I have long known that my love for history far exceeds that of any normal person. Thus, it made sense for me in college to change my major to history with the goal of eventually teaching. College, though, now stands at distance of more than a decade. If I knew back then, why write about it now?

After graduation, I took a more pragmatic path, a safer approach. I chose to specialize in both social studies and English Language Arts in my teaching degree program. Education offered more ELA positions than social studies. I figured that since I also loved reading and writing, ELA would be a good fit. I had no chance to test that theory though. The economy took a nosedive and the principal at my student teaching school could no longer offer me a position. Back at square one, I sent resumes to every middle school principal in Greenville County, mentioning my Spanish-language skills. I ended up accepting a job teaching Spanish, a position I was ill-prepared for and a subject I had personal love for but as I was quick to discover, little love for teaching.

When I returned to teaching, I once again adopted a pragmatic approach. I applied to every position for which I had qualification including a few for which I would have needed a couple more graduate classes and another PRAXIS exam. I applied for positions from elementary school Spanish (that particular certification is for K-12) to high school social studies. When I ended up back at my student teaching school, a near-perfect full circle, I thought.

I arrived at school rusty from time away and uncertain how to teach ELA standards with which I had no familiarity. (The standards had been rewritten since I finished student teaching thanks to the introduction and subsequent abandonment of common core.) I thought my unease stemmed entirely from the long time out of the classroom.

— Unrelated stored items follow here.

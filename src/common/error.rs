use thiserror::Error;

#[derive(Error, Debug)]
pub enum SyncError {
    #[error("HTTP request failed: {0}")]
    Http(#[from] reqwest::Error),

    #[error("JSON deserialization failed: {0}")]
    Json(#[from] serde_json::Error),

    #[error("TOML deserialization failed: {0}")]
    Toml(#[from] toml::de::Error),

    #[error("I/O error: {0}")]
    Io(#[from] std::io::Error),

    #[error("Environment variable error: {0}")]
    Env(#[from] std::env::VarError),

    #[error("Configuration error: {0}")]
    Config(String),

    #[error("Authentication failed: {0}")]
    Auth(String),

    #[error("Catalog API error (status {status}): {message}")]
    Api {
        status: u16,
        message: String,
        /// The request payload that triggered the error, for diagnostics.
        payload: Option<String>,
    },

    #[error("Malformed catalog response: {0}")]
    MalformedResponse(String),

    #[error("Missing required field: {0}")]
    MissingField(String),

    #[error("Contributor without a name on {0}")]
    MissingName(String),

    #[error("License cannot be resolved against the license vocabulary: {0}")]
    UnmappableLicense(String),
}

impl SyncError {
    /// Errors that abort the whole run instead of just the current entity.
    ///
    /// Transport and authentication failures indicate the catalog is not
    /// reachable at all; an unmappable license without the ignore flag
    /// indicates a broken vocabulary rather than one bad input.
    pub fn is_fatal(&self) -> bool {
        matches!(
            self,
            SyncError::Http(_)
                | SyncError::Auth(_)
                | SyncError::Config(_)
                | SyncError::UnmappableLicense(_)
        )
    }
}

pub type Result<T> = std::result::Result<T, SyncError>;
pub mod error;
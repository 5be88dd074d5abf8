use std::env;
use std::fs;
use std::path::Path;

use serde::Deserialize;

use crate::common::error::{Result, SyncError};

fn default_base_url() -> String {
    "https://marketplace-api.sshopencloud.eu/api".to_string()
}

/// The upstream catalog this run writes on behalf of. Entries are scoped to
/// the source label, and the URL template derives source-local item ids.
#[derive(Debug, Clone, Default, Deserialize)]
pub struct SourceIdentity {
    #[serde(default)]
    pub label: String,
    #[serde(default)]
    pub url: String,
    #[serde(default)]
    pub url_template: Option<String>,
}

#[derive(Debug, Clone, Deserialize)]
pub struct Config {
    #[serde(default = "default_base_url")]
    pub base_url: String,
    #[serde(default)]
    pub username: Option<String>,
    #[serde(default)]
    pub password: Option<String>,
    /// A pre-issued bearer token; takes precedence over credentials.
    #[serde(default)]
    pub token: Option<String>,
    #[serde(default)]
    pub source: SourceIdentity,
    /// Entities without a review at or above this rating are skipped.
    #[serde(default)]
    pub min_review_rating: Option<f32>,
    /// Keywords attached to every extracted entry.
    #[serde(default)]
    pub default_keywords: Vec<String>,
    /// Actor name appended to every entry with the reviewer role.
    #[serde(default)]
    pub default_reviewer: Option<String>,
    /// Update remote records even when the upstream timestamp is not newer.
    #[serde(default)]
    pub force_update: bool,
    /// Drop unresolvable license properties instead of aborting the run.
    #[serde(default)]
    pub ignore_unmappable_licenses: bool,
    /// Skip the whole entity when a license URI fails SPDX normalization.
    #[serde(default)]
    pub strict: bool,
}

impl Default for Config {
    fn default() -> Self {
        Self {
            base_url: default_base_url(),
            username: None,
            password: None,
            token: None,
            source: SourceIdentity::default(),
            min_review_rating: None,
            default_keywords: Vec::new(),
            default_reviewer: None,
            force_update: false,
            ignore_unmappable_licenses: false,
            strict: false,
        }
    }
}

const DEFAULT_CONFIG_PATH: &str = "codemeta-sync.toml";

impl Config {
    /// Load configuration: an explicit file must exist, the default file is
    /// optional, and environment variables override file values.
    pub fn load(path: Option<&Path>) -> Result<Self> {
        let mut config = match path {
            Some(p) => {
                let content = fs::read_to_string(p).map_err(|e| {
                    SyncError::Config(format!(
                        "failed to read config file '{}': {}",
                        p.display(),
                        e
                    ))
                })?;
                toml::from_str(&content)?
            }
            None => {
                if Path::new(DEFAULT_CONFIG_PATH).exists() {
                    let content = fs::read_to_string(DEFAULT_CONFIG_PATH)?;
                    toml::from_str(&content)?
                } else {
                    Config::default()
                }
            }
        };
        config.apply_env();
        Ok(config)
    }

    fn apply_env(&mut self) {
        if let Ok(v) = env::var("MP_BASE_URL") {
            self.base_url = v;
        }
        if let Ok(v) = env::var("MP_USERNAME") {
            self.username = Some(v);
        }
        if let Ok(v) = env::var("MP_PASSWORD") {
            self.password = Some(v);
        }
        if let Ok(v) = env::var("MP_TOKEN") {
            self.token = Some(v);
        }
        if let Ok(v) = env::var("MP_SOURCE_LABEL") {
            self.source.label = v;
        }
        if let Ok(v) = env::var("MP_SOURCE_URL") {
            self.source.url = v;
        }
        if let Ok(v) = env::var("MP_SOURCE_URL_TEMPLATE") {
            self.source.url_template = Some(v);
        }
    }

    /// A reconciliation run needs a source identity to scope lookups and
    /// writes; extraction alone does not.
    pub fn require_source(&self) -> Result<()> {
        if self.source.label.trim().is_empty() || self.source.url.trim().is_empty() {
            return Err(SyncError::Config(
                "source label and url must be configured for reconciliation".to_string(),
            ));
        }
        Ok(())
    }
}

#[cfg(test)]
mod tests {
    use super::*;

    #[test]
    fn test_parse_full_config() {
        let toml_str = r#"
            base_url = "https://marketplace-api.example.org/api"
            username = "ingest-bot"
            min_review_rating = 3.0
            default_keywords = ["nlp"]
            force_update = true

            [source]
            label = "CLARIAH Tools"
            url = "https://tools.clariah.nl"
            url_template = "https://tools.clariah.nl/{source-item-id}"
        "#;
        let config: Config = toml::from_str(toml_str).unwrap();
        assert_eq!(config.base_url, "https://marketplace-api.example.org/api");
        assert_eq!(config.min_review_rating, Some(3.0));
        assert!(config.force_update);
        assert!(!config.strict);
        assert_eq!(config.source.label, "CLARIAH Tools");
        assert!(config.require_source().is_ok());
    }

    #[test]
    fn test_require_source_rejects_empty_identity() {
        let config = Config::default();
        assert!(config.require_source().is_err());
    }
}
// Copyright 2015-2023 Swim Inc.
//
// Licensed under the Apache License, Version 2.0 (the "License");
// you may not use this file except in compliance with the License.
// You may obtain a copy of the License at
//
//     http://www.apache.org/licenses/LICENSE-2.0
//
// Unless required by applicable law or agreed to in writing, software
// distributed under the License is distributed on an "AS IS" BASIS,
// WITHOUT WARRANTIES OR CONDITIONS OF ANY KIND, either express or implied.
// See the License for the specific language governing permissions and
// limitations under the License.

use crate::window::{ReadWindow, WriteWindow};
use crate::ValueIoError;

#[test]
fn most_recent_is_distance_zero() {
    let mut window: WriteWindow<String> = WriteWindow::new(4);
    window.write("a".to_string(), ());
    assert_eq!(window.how_long_ago("a"), Some(0));
    window.write("b".to_string(), ());
    window.write("c".to_string(), ());
    assert_eq!(window.how_long_ago("a"), Some(2));
    assert_eq!(window.how_long_ago("c"), Some(0));
    assert_eq!(window.how_long_ago("d"), None);
}

#[test]
fn oldest_evicted() {
    let mut window: WriteWindow<u32> = WriteWindow::new(2);
    window.write(1, ());
    window.write(2, ());
    window.write(3, ());
    assert_eq!(window.how_long_ago(&1), None);
    assert_eq!(window.how_long_ago(&2), Some(1));
    assert_eq!(window.how_long_ago(&3), Some(0));
}

#[test]
fn rewritten_key_survives_eviction_of_old_slot() {
    let mut window: WriteWindow<u32> = WriteWindow::new(2);
    window.write(1, ());
    window.write(1, ());
    window.write(2, ());
    assert_eq!(window.how_long_ago(&1), Some(1));
}

#[test]
fn zero_capacity_always_misses() {
    let mut writer: WriteWindow<u32> = WriteWindow::new(0);
    writer.write(1, ());
    assert_eq!(writer.how_long_ago(&1), None);

    let mut reader: ReadWindow<u32> = ReadWindow::new(0);
    reader.write(1);
    assert!(matches!(
        reader.look_back(0),
        Err(ValueIoError::CacheMiss {
            distance: 0,
            occupancy: 0
        })
    ));
}

#[test]
fn reader_mirrors_writer() {
    let mut writer: WriteWindow<u32, char> = WriteWindow::new(3);
    let mut reader: ReadWindow<char> = ReadWindow::new(3);
    for (key, item) in (0..5).zip("abcde".chars()) {
        writer.write(key, item);
        reader.write(item);
    }
    for key in 2..5 {
        let distance = writer.how_long_ago(&key).unwrap();
        let expected = "abcde".chars().nth(key as usize).unwrap();
        assert_eq!(reader.look_back(distance).unwrap(), expected);
    }
    assert!(matches!(
        reader.look_back(3),
        Err(ValueIoError::CacheMiss {
            distance: 3,
            occupancy: 3
        })
    ));
}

Throughout that first year, I discovered part of what I had been missing before part of that passion. The students. I connected with these students on a level entirely absent from my first two years of teaching. I still struggled though. I depended heavily on my ELA cohort last year and again this year. I love reading, yes. I clearly love writing. I discovered last year that I lacked the love of teaching it, that I struggled to teach the skills I knew but never remembered learning.

However, any time I had the opportunity to infuse history into my lessons, I felt alive. I felt animated and excited. When I had to teach close reading or theme or things of that nature, it felt and continues to feel almost like a chore. I found the missing part. My passion is to teach history.

I learned all that last year. I knew that for the time being, God has put me in the position to teach seventh grade English. I approached this year determined to excel at the task in front of me. That determination has not wavered. Yet, my passion for teaching history continues to grow. First, I had the opportunity to dip my toe in the water when I teach my homebound student. Then came Youth in Government and Model UN. Wow. Just recently, my students took their second quarter benchmarks, the inspiration for this post. Before the social studies benchmark, I had the opportunity to review with them before they took the test. It was so much fun! Plus, their scores on the test accurately reflect their ability level and comprehension of the subject unlike the ELA test but that’s a whole other ball of wax.

Going forward, I know the only way to make this work, my current situation that is, will be to infuse my class with as much history as I can. Then, when the choices come my way, I, to properly follow my passion, will make the ones that aren’t simply pragmatic, like in the past. If I continue making those sorts of choices, I will continue to accept work in areas outside of my passion which will serve only to add to stress and discontent. Instead, while I continue to be the best English teacher I can be, I will pursue those choices that lead me ever closer to teaching history.